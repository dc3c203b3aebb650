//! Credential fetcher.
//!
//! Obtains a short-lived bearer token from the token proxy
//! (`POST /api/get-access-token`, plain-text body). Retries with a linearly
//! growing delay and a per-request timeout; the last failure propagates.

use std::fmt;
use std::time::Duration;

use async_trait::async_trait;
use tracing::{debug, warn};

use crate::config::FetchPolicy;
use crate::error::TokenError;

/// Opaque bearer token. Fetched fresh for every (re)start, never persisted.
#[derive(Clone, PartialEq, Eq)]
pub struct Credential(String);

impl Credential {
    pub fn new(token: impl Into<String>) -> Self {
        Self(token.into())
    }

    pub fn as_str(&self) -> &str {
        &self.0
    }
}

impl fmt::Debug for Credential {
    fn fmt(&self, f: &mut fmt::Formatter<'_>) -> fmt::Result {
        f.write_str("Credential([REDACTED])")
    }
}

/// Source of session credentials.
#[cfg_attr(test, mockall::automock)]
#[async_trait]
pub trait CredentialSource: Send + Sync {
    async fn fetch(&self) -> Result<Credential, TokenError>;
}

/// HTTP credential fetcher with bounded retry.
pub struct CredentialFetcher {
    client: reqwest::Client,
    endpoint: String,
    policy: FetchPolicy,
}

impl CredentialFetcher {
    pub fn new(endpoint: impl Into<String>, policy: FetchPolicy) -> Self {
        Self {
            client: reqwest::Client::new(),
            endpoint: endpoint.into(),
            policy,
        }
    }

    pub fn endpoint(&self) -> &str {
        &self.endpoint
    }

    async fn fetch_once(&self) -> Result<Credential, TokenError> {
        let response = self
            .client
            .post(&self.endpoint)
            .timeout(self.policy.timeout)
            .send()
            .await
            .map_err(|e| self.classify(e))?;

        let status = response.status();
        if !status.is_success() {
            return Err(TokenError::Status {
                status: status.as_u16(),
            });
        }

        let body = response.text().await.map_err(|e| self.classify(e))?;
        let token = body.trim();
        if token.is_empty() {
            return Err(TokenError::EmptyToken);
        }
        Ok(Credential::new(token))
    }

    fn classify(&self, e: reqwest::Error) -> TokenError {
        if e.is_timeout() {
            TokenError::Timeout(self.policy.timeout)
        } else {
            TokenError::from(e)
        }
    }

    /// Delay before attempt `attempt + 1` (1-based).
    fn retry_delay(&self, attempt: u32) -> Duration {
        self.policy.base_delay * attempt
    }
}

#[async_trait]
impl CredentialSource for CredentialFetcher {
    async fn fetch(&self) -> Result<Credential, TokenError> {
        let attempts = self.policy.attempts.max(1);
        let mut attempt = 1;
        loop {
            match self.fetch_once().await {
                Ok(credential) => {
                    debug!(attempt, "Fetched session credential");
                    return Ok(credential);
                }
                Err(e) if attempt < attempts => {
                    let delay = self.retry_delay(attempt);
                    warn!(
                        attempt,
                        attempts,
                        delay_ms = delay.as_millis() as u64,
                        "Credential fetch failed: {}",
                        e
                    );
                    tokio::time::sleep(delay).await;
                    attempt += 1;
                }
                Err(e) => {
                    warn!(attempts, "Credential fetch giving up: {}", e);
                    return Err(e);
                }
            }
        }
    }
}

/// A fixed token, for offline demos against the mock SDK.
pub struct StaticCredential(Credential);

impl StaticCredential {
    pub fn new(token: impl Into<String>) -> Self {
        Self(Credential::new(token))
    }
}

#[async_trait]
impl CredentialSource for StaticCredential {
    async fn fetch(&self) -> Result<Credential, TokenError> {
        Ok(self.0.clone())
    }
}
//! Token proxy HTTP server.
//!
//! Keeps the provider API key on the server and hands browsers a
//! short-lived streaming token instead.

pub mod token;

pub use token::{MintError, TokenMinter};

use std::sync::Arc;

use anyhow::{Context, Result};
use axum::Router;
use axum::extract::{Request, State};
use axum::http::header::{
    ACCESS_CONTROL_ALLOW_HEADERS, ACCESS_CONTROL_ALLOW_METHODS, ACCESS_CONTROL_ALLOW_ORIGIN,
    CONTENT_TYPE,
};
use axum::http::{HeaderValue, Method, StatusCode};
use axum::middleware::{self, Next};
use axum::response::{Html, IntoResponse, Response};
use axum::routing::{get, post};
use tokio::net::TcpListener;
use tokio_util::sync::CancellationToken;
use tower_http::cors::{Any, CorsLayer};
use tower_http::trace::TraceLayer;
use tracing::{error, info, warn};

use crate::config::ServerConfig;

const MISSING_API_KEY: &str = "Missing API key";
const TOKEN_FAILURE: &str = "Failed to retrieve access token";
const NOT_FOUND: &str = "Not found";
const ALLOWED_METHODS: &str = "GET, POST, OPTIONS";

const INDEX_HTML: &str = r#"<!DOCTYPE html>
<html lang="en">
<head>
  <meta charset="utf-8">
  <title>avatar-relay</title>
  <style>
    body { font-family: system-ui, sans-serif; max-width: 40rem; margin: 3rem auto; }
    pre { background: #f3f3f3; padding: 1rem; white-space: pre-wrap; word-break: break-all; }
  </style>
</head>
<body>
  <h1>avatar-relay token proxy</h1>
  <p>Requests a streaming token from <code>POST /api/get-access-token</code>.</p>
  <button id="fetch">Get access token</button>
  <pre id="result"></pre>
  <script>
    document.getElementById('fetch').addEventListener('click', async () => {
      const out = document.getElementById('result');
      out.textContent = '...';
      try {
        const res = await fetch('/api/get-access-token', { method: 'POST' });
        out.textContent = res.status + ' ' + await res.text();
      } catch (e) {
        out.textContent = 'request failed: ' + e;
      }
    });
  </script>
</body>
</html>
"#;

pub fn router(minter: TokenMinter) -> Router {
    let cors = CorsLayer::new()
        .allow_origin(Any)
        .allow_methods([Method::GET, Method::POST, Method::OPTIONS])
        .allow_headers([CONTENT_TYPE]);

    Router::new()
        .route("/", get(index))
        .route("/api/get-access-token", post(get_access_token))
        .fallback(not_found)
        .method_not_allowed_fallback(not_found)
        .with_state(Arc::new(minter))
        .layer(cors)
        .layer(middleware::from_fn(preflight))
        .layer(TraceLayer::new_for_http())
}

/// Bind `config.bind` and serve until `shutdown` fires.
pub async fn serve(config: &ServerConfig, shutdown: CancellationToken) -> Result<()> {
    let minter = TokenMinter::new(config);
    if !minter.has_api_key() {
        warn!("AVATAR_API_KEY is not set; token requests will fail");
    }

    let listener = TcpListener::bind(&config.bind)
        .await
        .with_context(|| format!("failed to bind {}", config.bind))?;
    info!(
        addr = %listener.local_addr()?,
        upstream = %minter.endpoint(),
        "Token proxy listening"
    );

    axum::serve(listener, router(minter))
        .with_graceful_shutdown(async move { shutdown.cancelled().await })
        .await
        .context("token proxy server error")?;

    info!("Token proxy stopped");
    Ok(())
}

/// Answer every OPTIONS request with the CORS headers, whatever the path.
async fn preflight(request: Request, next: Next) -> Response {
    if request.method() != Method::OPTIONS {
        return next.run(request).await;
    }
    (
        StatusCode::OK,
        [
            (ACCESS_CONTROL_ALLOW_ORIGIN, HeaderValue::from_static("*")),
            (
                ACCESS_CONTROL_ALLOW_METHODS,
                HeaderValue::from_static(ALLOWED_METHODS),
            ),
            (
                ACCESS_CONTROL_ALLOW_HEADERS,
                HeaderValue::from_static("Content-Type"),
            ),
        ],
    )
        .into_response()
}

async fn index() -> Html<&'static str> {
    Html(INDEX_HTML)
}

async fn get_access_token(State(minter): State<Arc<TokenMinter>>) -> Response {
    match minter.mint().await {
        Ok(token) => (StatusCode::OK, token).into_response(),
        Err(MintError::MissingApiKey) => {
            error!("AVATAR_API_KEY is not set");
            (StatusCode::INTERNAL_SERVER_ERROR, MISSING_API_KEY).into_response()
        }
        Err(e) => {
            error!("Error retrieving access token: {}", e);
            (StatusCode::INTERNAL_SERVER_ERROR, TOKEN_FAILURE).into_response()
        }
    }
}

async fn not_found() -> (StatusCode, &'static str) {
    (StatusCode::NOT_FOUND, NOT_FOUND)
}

|---|

Goal of the exercise → Each line of the entries that contains "Fetched" counts once; state the total as a bare number.

Answer to the problem → 2